Neu zum Kanton Jura oder beim Kanton Bern bleiben: Darüber entscheidet Moutier am 18. Juni 2017.
Neu zum Kanton Jura (dunkle Fläche) oder beim Kanton Bern bleiben? Am 18. Juni 2017 entscheiden darüber die Stimmbürgerinnen und Stimmbürger von Moutier (schraffierte Fläche). swissinfo.ch

Mit einer Ausnahme: dem Konflikt um die Autonomie des Juras. «Da kämpfte eine arme, katholische und französischsprachige Minderheit für die Loslösung vom Kanton Bern.» Die Jurassier fühlten sich von der deutschsprachigen, reformierten und wirtschaftlich soliden Berner Mehrheit diskriminiert.

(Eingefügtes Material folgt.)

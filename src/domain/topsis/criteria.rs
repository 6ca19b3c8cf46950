//! Criteria vectors - Weights and impacts, plus their text-level parsers.

use serde::{Deserialize, Serialize};

use crate::domain::foundation::{Impact, ValidationError};

/// One positive weight per criterion, in column order.
///
/// Weights need not sum to one; only their ratios affect the result.
#[derive(Debug, Clone, PartialEq, Serialize, Deserialize)]
#[serde(transparent)]
pub struct WeightVector(Vec<f64>);

impl WeightVector {
    /// Wraps weights without checking them; the Validator checks positivity.
    pub fn new(weights: Vec<f64>) -> Self {
        Self(weights)
    }

    /// Wraps weights, rejecting any that is not strictly positive.
    pub fn try_new(weights: Vec<f64>) -> Result<Self, ValidationError> {
        check_weights_positive(&weights)?;
        Ok(Self(weights))
    }

    pub fn as_slice(&self) -> &[f64] {
        &self.0
    }

    pub fn len(&self) -> usize {
        self.0.len()
    }

    pub fn is_empty(&self) -> bool {
        self.0.is_empty()
    }

    /// Returns a copy with every weight multiplied by `factor`.
    pub fn scaled(&self, factor: f64) -> Self {
        Self(self.0.iter().map(|w| w * factor).collect())
    }

    /// Returns the weights divided by the largest, so the biggest is `1.0`.
    ///
    /// Ratios are unchanged. Weights without a positive finite maximum are
    /// returned as they are.
    pub fn relative(&self) -> Self {
        let largest = self.0.iter().fold(0.0_f64, |acc, w| acc.max(*w));
        if largest <= 0.0 || !largest.is_finite() {
            return self.clone();
        }
        Self(self.0.iter().map(|w| w / largest).collect())
    }
}

impl From<Vec<f64>> for WeightVector {
    fn from(weights: Vec<f64>) -> Self {
        Self::new(weights)
    }
}

/// One impact per criterion, in column order.
#[derive(Debug, Clone, PartialEq, Eq, Serialize, Deserialize)]
#[serde(transparent)]
pub struct ImpactVector(Vec<Impact>);

impl ImpactVector {
    pub fn new(impacts: Vec<Impact>) -> Self {
        Self(impacts)
    }

    /// Parses tokens, failing on the first one that is not `+` or `-`.
    pub fn from_tokens<S: AsRef<str>>(tokens: &[S]) -> Result<Self, ValidationError> {
        tokens
            .iter()
            .map(|token| token.as_ref().parse::<Impact>())
            .collect::<Result<Vec<_>, _>>()
            .map(Self)
    }

    pub fn as_slice(&self) -> &[Impact] {
        &self.0
    }

    pub fn len(&self) -> usize {
        self.0.len()
    }

    pub fn is_empty(&self) -> bool {
        self.0.is_empty()
    }

    /// Returns a copy with the impact at `index` reversed.
    pub fn with_flipped(&self, index: usize) -> Self {
        let mut impacts = self.0.clone();
        if let Some(impact) = impacts.get_mut(index) {
            *impact = impact.flipped();
        }
        Self(impacts)
    }

    /// Tokens joined for display, e.g. `+, +, -`.
    pub fn joined(&self) -> String {
        self.0
            .iter()
            .map(Impact::token)
            .collect::<Vec<_>>()
            .join(", ")
    }
}

impl From<Vec<Impact>> for ImpactVector {
    fn from(impacts: Vec<Impact>) -> Self {
        Self::new(impacts)
    }
}

/// Fails with a range error unless every weight is finite and strictly positive.
pub(crate) fn check_weights_positive(weights: &[f64]) -> Result<(), ValidationError> {
    if let Some((index, weight)) = weights
        .iter()
        .enumerate()
        .find(|(_, w)| !w.is_finite() || **w <= 0.0)
    {
        return Err(ValidationError::range(
            "weights",
            format!(
                "all weights must be positive numbers (> 0), weight {} is {}",
                index + 1,
                weight
            ),
        ));
    }
    Ok(())
}

/// Parses comma-separated weights such as `"1,1,1,2"`.
///
/// Blank tokens are skipped. Positivity is not checked here.
pub fn parse_weights(text: &str) -> Result<Vec<f64>, ValidationError> {
    let weights = text
        .split(',')
        .map(str::trim)
        .filter(|token| !token.is_empty())
        .map(|token| {
            token.parse::<f64>().map_err(|_| {
                ValidationError::schema(
                    "weights",
                    format!(
                        "'{}' is not a number; use comma-separated values like 1,2,3",
                        token
                    ),
                )
            })
        })
        .collect::<Result<Vec<_>, _>>()?;

    if weights.is_empty() {
        return Err(ValidationError::schema("weights", "weights cannot be empty"));
    }
    Ok(weights)
}

/// Splits comma-separated impact tokens such as `"+,+,-"`.
///
/// Input without commas that consists only of `+`/`-` symbols and spaces
/// (e.g. `"++-"`) is split per symbol. Tokens are not checked here; see
/// [`ImpactVector::from_tokens`].
pub fn parse_impacts(text: &str) -> Result<Vec<String>, ValidationError> {
    let compact: String = text.chars().filter(|c| !c.is_whitespace()).collect();

    let tokens: Vec<String> = if !compact.contains(',')
        && !compact.is_empty()
        && compact.chars().all(|c| c == '+' || c == '-')
    {
        compact.chars().map(String::from).collect()
    } else {
        text.split(',')
            .map(str::trim)
            .filter(|token| !token.is_empty())
            .map(String::from)
            .collect()
    };

    if tokens.is_empty() {
        return Err(ValidationError::schema("impacts", "impacts cannot be empty"));
    }
    Ok(tokens)
}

In den 1960er- und 1970er-Jahren formierten sie sich zu einer starken separatistischen Volksbewegung, deren Losung «Jura Libre» lautete, «Freier Jura».

Die Jurafrage hätte in jenen Tagen also auch in Akte massiver Gewalt gegen Menschen oder gar ein Blutvergiessen eskalieren können. Dass dies – glücklicherweise, wie Linder explizit sagt – nicht der Fall war, hat weitere Gründe. Es sind dies die Prinzipien der Moderation und der demokratischen Abstützung. Beides, also Suche nach einer ausgleichenden Lösung am Verhandlungstisch und die Legitimation von Zwischenergebnissen durch Volksabstimmungen, ist grundlegend für das politische System der Schweizer Demokratie.

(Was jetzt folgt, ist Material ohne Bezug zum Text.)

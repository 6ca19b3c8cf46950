//! Algebraic properties of TOPSIS scoring.
//!
//! Generates random positive decision matrices and checks bounds, rank
//! consistency and the invariances of vector normalization. Values and
//! weights span the whole positive `f64` range, not only everyday
//! magnitudes.

use std::ops::Range;

use proptest::prelude::*;

use topsis_ranker::domain::foundation::Impact;
use topsis_ranker::domain::topsis::{DecisionMatrix, ImpactVector, TopsisEngine, WeightVector};

const EPSILON: f64 = 1e-9;

/// Decimal exponents of values and weights in the full-range properties.
const FULL_RANGE: Range<f64> = -300.0..300.0;

/// Narrower exponents for properties that multiply by a scale factor drawn
/// from `SCALE_RANGE`, so the product stays finite.
const SCALABLE_RANGE: Range<f64> = -200.0..200.0;
const SCALE_RANGE: Range<f64> = -100.0..100.0;

#[derive(Debug, Clone)]
struct Problem {
    values: Vec<Vec<f64>>,
    weights: Vec<f64>,
    impacts: Vec<Impact>,
}

impl Problem {
    fn matrix(&self) -> DecisionMatrix {
        self.values
            .iter()
            .enumerate()
            .fold(DecisionMatrix::builder(), |builder, (i, row)| {
                builder.row(format!("A{}", i + 1), row.clone())
            })
            .build()
            .unwrap()
    }

    fn scores(&self) -> Vec<f64> {
        self.scores_with(
            &self.matrix(),
            &WeightVector::new(self.weights.clone()),
            &ImpactVector::new(self.impacts.clone()),
        )
    }

    fn scores_with(
        &self,
        matrix: &DecisionMatrix,
        weights: &WeightVector,
        impacts: &ImpactVector,
    ) -> Vec<f64> {
        TopsisEngine::score(matrix, weights, impacts)
            .unwrap()
            .scores()
    }
}

fn impact() -> impl Strategy<Value = Impact> {
    prop_oneof![Just(Impact::Benefit), Just(Impact::Cost)]
}

fn log_uniform(exponents: Range<f64>) -> impl Strategy<Value = f64> {
    exponents.prop_map(|exponent| 10f64.powf(exponent))
}

/// Everyday magnitudes half the time, otherwise anywhere in `10^exponents`.
fn magnitude(exponents: Range<f64>) -> impl Strategy<Value = f64> {
    prop_oneof![0.1f64..1000.0, log_uniform(exponents)]
}

fn problem_within(exponents: Range<f64>) -> impl Strategy<Value = Problem> {
    (1usize..7, 1usize..5).prop_flat_map(move |(alternatives, criteria)| {
        (
            prop::collection::vec(
                prop::collection::vec(magnitude(exponents.clone()), criteria),
                alternatives,
            ),
            prop::collection::vec(magnitude(exponents.clone()), criteria),
            prop::collection::vec(impact(), criteria),
        )
            .prop_map(|(values, weights, impacts)| Problem {
                values,
                weights,
                impacts,
            })
    })
}

fn problem() -> impl Strategy<Value = Problem> {
    problem_within(FULL_RANGE)
}

fn scalable_problem() -> impl Strategy<Value = Problem> {
    problem_within(SCALABLE_RANGE)
}

fn assert_close(left: &[f64], right: &[f64]) {
    assert_eq!(left.len(), right.len());
    for (l, r) in left.iter().zip(right) {
        assert!((l - r).abs() < EPSILON, "{} != {}", l, r);
    }
}

proptest! {
    #[test]
    fn scores_stay_in_unit_interval(problem in problem()) {
        for score in problem.scores() {
            prop_assert!((0.0..=1.0).contains(&score), "score {} out of range", score);
        }
    }

    #[test]
    fn ranks_are_consistent_with_scores(problem in problem()) {
        let ranking = TopsisEngine::score(
            &problem.matrix(),
            &WeightVector::new(problem.weights.clone()),
            &ImpactVector::new(problem.impacts.clone()),
        )
        .unwrap();
        let count = ranking.len();

        for a in &ranking.rows {
            prop_assert!(a.rank >= 1 && a.rank <= count);
            for b in &ranking.rows {
                if a.score == b.score {
                    prop_assert_eq!(a.rank, b.rank);
                } else if a.score > b.score {
                    prop_assert!(a.rank < b.rank);
                }
            }
        }
        prop_assert_eq!(ranking.best().map(|row| row.rank), Some(1));
    }

    #[test]
    fn scaling_a_column_leaves_scores_unchanged(
        problem in scalable_problem(),
        factor in log_uniform(SCALE_RANGE),
        column_seed in any::<prop::sample::Index>(),
    ) {
        let matrix = problem.matrix();
        let column = column_seed.index(matrix.criterion_count());
        let scaled = matrix.with_scaled_column(column, factor);

        let weights = WeightVector::new(problem.weights.clone());
        let impacts = ImpactVector::new(problem.impacts.clone());
        assert_close(
            &problem.scores_with(&matrix, &weights, &impacts),
            &problem.scores_with(&scaled, &weights, &impacts),
        );
    }

    #[test]
    fn scaling_all_weights_leaves_scores_unchanged(
        problem in scalable_problem(),
        factor in log_uniform(SCALE_RANGE),
    ) {
        let matrix = problem.matrix();
        let weights = WeightVector::new(problem.weights.clone());
        let impacts = ImpactVector::new(problem.impacts.clone());
        assert_close(
            &problem.scores_with(&matrix, &weights, &impacts),
            &problem.scores_with(&matrix, &weights.scaled(factor), &impacts),
        );
    }

    #[test]
    fn flipping_an_impact_never_helps_the_leader_on_that_criterion(
        problem in problem(),
        column_seed in any::<prop::sample::Index>(),
    ) {
        let matrix = problem.matrix();
        let column = column_seed.index(matrix.criterion_count());
        let impacts = ImpactVector::new(problem.impacts.clone());
        let weights = WeightVector::new(problem.weights.clone());

        // Alternative at the ideal end of the column under the current impact
        let values = matrix.column(column);
        let leader = (0..values.len())
            .max_by(|&a, &b| {
                let ord = values[a].total_cmp(&values[b]);
                if impacts.as_slice()[column].is_benefit() { ord } else { ord.reverse() }
            })
            .unwrap();

        let before = problem.scores_with(&matrix, &weights, &impacts)[leader];
        let after = problem.scores_with(&matrix, &weights, &impacts.with_flipped(column))[leader];
        prop_assert!(after <= before + EPSILON, "{} improved to {}", before, after);
    }

    #[test]
    fn scoring_is_deterministic(problem in problem()) {
        prop_assert_eq!(problem.scores(), problem.scores());
    }
}

#[test]
fn extreme_weights_keep_scores_in_unit_interval() {
    let problem = Problem {
        values: vec![vec![1.0, 2.0], vec![2.0, 1.0]],
        weights: vec![1e308, 1e308],
        impacts: vec![Impact::Benefit; 2],
    };
    assert_eq!(problem.scores(), vec![0.5, 0.5]);
}

#[test]
fn extreme_values_still_score() {
    let problem = Problem {
        values: vec![vec![1e200, f64::MAX], vec![2e200, f64::MAX / 2.0]],
        weights: vec![1.0, 1.0],
        impacts: vec![Impact::Benefit, Impact::Cost],
    };
    let scores = problem.scores();
    assert!(scores.iter().all(|score| (0.0..=1.0).contains(score)));
    assert!(scores[1] > scores[0]);
}

#[test]
fn single_alternative_scores_one_half() {
    let problem = Problem {
        values: vec![vec![1.0, 2.0, 3.0]],
        weights: vec![1.0, 1.0, 1.0],
        impacts: vec![Impact::Benefit; 3],
    };
    assert_eq!(problem.scores(), vec![0.5]);
}

#[test]
fn identical_alternatives_tie_at_one_half() {
    let problem = Problem {
        values: vec![vec![5.0, 5.0], vec![5.0, 5.0]],
        weights: vec![1.0, 1.0],
        impacts: vec![Impact::Benefit; 2],
    };
    let ranking = TopsisEngine::score(
        &problem.matrix(),
        &WeightVector::new(problem.weights.clone()),
        &ImpactVector::new(problem.impacts.clone()),
    )
    .unwrap();

    assert!(ranking.rows.iter().all(|row| row.score == 0.5 && row.rank == 1));
}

Fehlen diese Mechanismen, kann es zur Katastrophe kommen. Dies zeigt das Beispiel Ex-Jugoslawiens, auf das Wolf Linder verweist. Dort seien sämtliche Konfliktlinien – wie in der Jurafrage – parallel verlaufen. Als im multi-ethnischen Balkanland noch die ethnischen Trennlinien hochgekocht wurden, fiel das Resultat fürchterlich aus: in den 1990er-Jahren kam es zum blutigen Bürgerkrieg, der schliesslich das Ende Jugoslawiens besiegelte.

Am 18. Juni entscheidet die «Frontstadt»

Moutier liegt unmittelbar an der Grenze zwischen dem Kanton Bern und dem 1978 gegründeten Kanton Jura.

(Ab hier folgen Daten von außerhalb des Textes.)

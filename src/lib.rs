//! TOPSIS Ranker - Multi-criteria ranking of alternatives.
//!
//! Scores alternatives by their relative closeness to an ideal solution
//! (TOPSIS) and ranks them. The scoring core in `domain::topsis` is pure;
//! file ingestion, result delivery and the HTTP API live in `adapters`.

pub mod adapters;
pub mod application;
pub mod config;
pub mod domain;
pub mod ports;
pub mod telemetry;
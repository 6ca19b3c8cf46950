//! Strongly-typed identifier value objects.

use serde::{Deserialize, Serialize};
use std::fmt;
use std::str::FromStr;
use uuid::Uuid;

/// Unique identifier for one analysis run.
#[derive(Debug, Clone, Copy, PartialEq, Eq, Hash, Serialize, Deserialize)]
#[serde(transparent)]
pub struct AnalysisId(Uuid);

impl AnalysisId {
    /// Creates a new random AnalysisId.
    pub fn new() -> Self {
        Self(Uuid::new_v4())
    }

    /// Creates an AnalysisId from an existing UUID.
    pub fn from_uuid(uuid: Uuid) -> Self {
        Self(uuid)
    }

    /// Returns the inner UUID.
    pub fn as_uuid(&self) -> &Uuid {
        &self.0
    }

    /// First eight hex digits, used in file names.
    pub fn short(&self) -> String {
        self.0.simple().to_string()[..8].to_string()
    }
}

impl Default for AnalysisId {
    fn default() -> Self {
        Self::new()
    }
}

impl fmt::Display for AnalysisId {
    fn fmt(&self, f: &mut fmt::Formatter<'_>) -> fmt::Result {
        write!(f, "{}", self.0)
    }
}

impl FromStr for AnalysisId {
    type Err = uuid::Error;

    fn from_str(s: &str) -> Result<Self, Self::Err> {
        Ok(Self(Uuid::parse_str(s)?))
    }
}
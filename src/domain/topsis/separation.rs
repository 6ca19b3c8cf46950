//! Separation & Scoring - Distances to the ideal profiles and closeness coefficients.

use super::ideal::IdealSolution;
use super::normalizer::{euclidean_length, WeightedMatrix};

/// Score given when an alternative is at zero distance from both profiles.
pub const INDISTINGUISHABLE_SCORE: f64 = 0.5;

/// Per-alternative distances to the ideal (`S⁺`) and anti-ideal (`S⁻`).
#[derive(Debug, Clone, PartialEq)]
pub struct Separations {
    pub to_ideal: Vec<f64>,
    pub to_anti_ideal: Vec<f64>,
}

fn euclidean_distance(row: &[f64], point: &[f64]) -> f64 {
    euclidean_length(row.iter().zip(point).map(|(value, target)| value - target))
}

/// Euclidean separation of every row from both profiles.
pub fn separations(weighted: &WeightedMatrix, solution: &IdealSolution) -> Separations {
    Separations {
        to_ideal: weighted
            .iter()
            .map(|row| euclidean_distance(row, &solution.ideal))
            .collect(),
        to_anti_ideal: weighted
            .iter()
            .map(|row| euclidean_distance(row, &solution.anti_ideal))
            .collect(),
    }
}

/// Closeness coefficient `C_i = S⁻_i / (S⁺_i + S⁻_i)`, clamped to [0, 1].
///
/// A zero denominator only happens when every alternative is identical on
/// every criterion; such rows score [`INDISTINGUISHABLE_SCORE`]. Distances
/// must be finite and non-negative. When their sum overflows, both are
/// divided by the larger one first, so the ratio is always finite.
pub fn closeness(to_ideal: f64, to_anti_ideal: f64) -> f64 {
    debug_assert!(
        to_ideal.is_finite() && to_anti_ideal.is_finite(),
        "separations must be finite: S+ = {}, S- = {}",
        to_ideal,
        to_anti_ideal
    );
    let largest = to_ideal.max(to_anti_ideal);
    if largest == 0.0 {
        return INDISTINGUISHABLE_SCORE;
    }

    let total = to_ideal + to_anti_ideal;
    let ratio = if total.is_finite() {
        to_anti_ideal / total
    } else {
        let (plus, minus) = (to_ideal / largest, to_anti_ideal / largest);
        minus / (plus + minus)
    };
    ratio.clamp(0.0, 1.0)
}

/// Closeness coefficient for every alternative, in input order.
pub fn closeness_scores(separations: &Separations) -> Vec<f64> {
    separations
        .to_ideal
        .iter()
        .zip(&separations.to_anti_ideal)
        .map(|(plus, minus)| closeness(*plus, *minus))
        .collect()
}

#[cfg(test)]
mod tests {
    use super::*;

    const EPSILON: f64 = 1e-12;

    #[test]
    fn separations_are_euclidean_distances() {
        let weighted = vec![vec![0.0, 0.0], vec![3.0, 4.0]];
        let solution = IdealSolution {
            ideal: vec![3.0, 4.0],
            anti_ideal: vec![0.0, 0.0],
        };
        let result = separations(&weighted, &solution);
        assert_eq!(result.to_ideal, vec![5.0, 0.0]);
        assert_eq!(result.to_anti_ideal, vec![0.0, 5.0]);
    }

    #[test]
    fn closeness_is_one_at_ideal_and_zero_at_anti_ideal() {
        assert_eq!(closeness(0.0, 5.0), 1.0);
        assert_eq!(closeness(5.0, 0.0), 0.0);
    }

    #[test]
    fn closeness_falls_back_when_indistinguishable() {
        assert_eq!(closeness(0.0, 0.0), INDISTINGUISHABLE_SCORE);
    }

    #[test]
    fn closeness_stays_finite_when_distance_sum_overflows() {
        assert_eq!(closeness(f64::MAX, f64::MAX), 0.5);
        let third = closeness(f64::MAX, f64::MAX / 2.0);
        assert!((third - 1.0 / 3.0).abs() < EPSILON);
    }

    #[test]
    fn separations_of_huge_coordinates_are_finite() {
        let weighted = vec![vec![1e200, 1e200], vec![2e200, 2e200]];
        let solution = IdealSolution {
            ideal: vec![2e200, 2e200],
            anti_ideal: vec![1e200, 1e200],
        };
        let result = separations(&weighted, &solution);
        let diagonal = 2.0_f64.sqrt() * 1e200;
        assert!((result.to_ideal[0] / diagonal - 1.0).abs() < EPSILON);
        assert_eq!(result.to_ideal[1], 0.0);
        assert!((result.to_anti_ideal[1] / diagonal - 1.0).abs() < EPSILON);
    }

    #[test]
    fn separations_of_tiny_coordinates_do_not_vanish() {
        let weighted = vec![vec![3e-200, 4e-200], vec![0.0, 0.0]];
        let solution = IdealSolution {
            ideal: vec![3e-200, 4e-200],
            anti_ideal: vec![0.0, 0.0],
        };
        let result = separations(&weighted, &solution);
        assert!((result.to_anti_ideal[0] / 5e-200 - 1.0).abs() < EPSILON);
        assert_eq!(closeness_scores(&result), vec![1.0, 0.0]);
    }

    #[test]
    fn closeness_is_ratio_of_anti_ideal_distance() {
        assert!((closeness(1.0, 3.0) - 0.75).abs() < EPSILON);
    }

    #[test]
    fn closeness_scores_pairs_distances() {
        let scores = closeness_scores(&Separations {
            to_ideal: vec![1.0, 3.0],
            to_anti_ideal: vec![3.0, 1.0],
        });
        assert_eq!(scores, vec![0.75, 0.25]);
    }
}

Der Stadt kommt in der Jurafrage eine historische Sonderstellung zu: Obwohl seit Jahrzehnten politisch in der Hand der Separatisten, gehört sie nach wie vor zum Kanton Bern.

Dies soll nach dem Willen der Jurassier, die in Moutier seit der Gründung des Jura 1978 den Kantonswechsel fordern, anders werden: Am 18. Juni 2017 entscheiden die Stimmbürger, ob ihre Gemeinde künftig zum Kanton Jura gehören oder beim Kanton Bern verbleiben soll.

Der Urnengang verspricht Hochspannung, denn Prognosen über dessen Ausgang sind so gut wie unmöglich.

Damit beim Volksentscheid keine Seite das Gefühl hat, sie werde benachteiligt, schickt die Schweizer Regierung Beobachter vor Ort.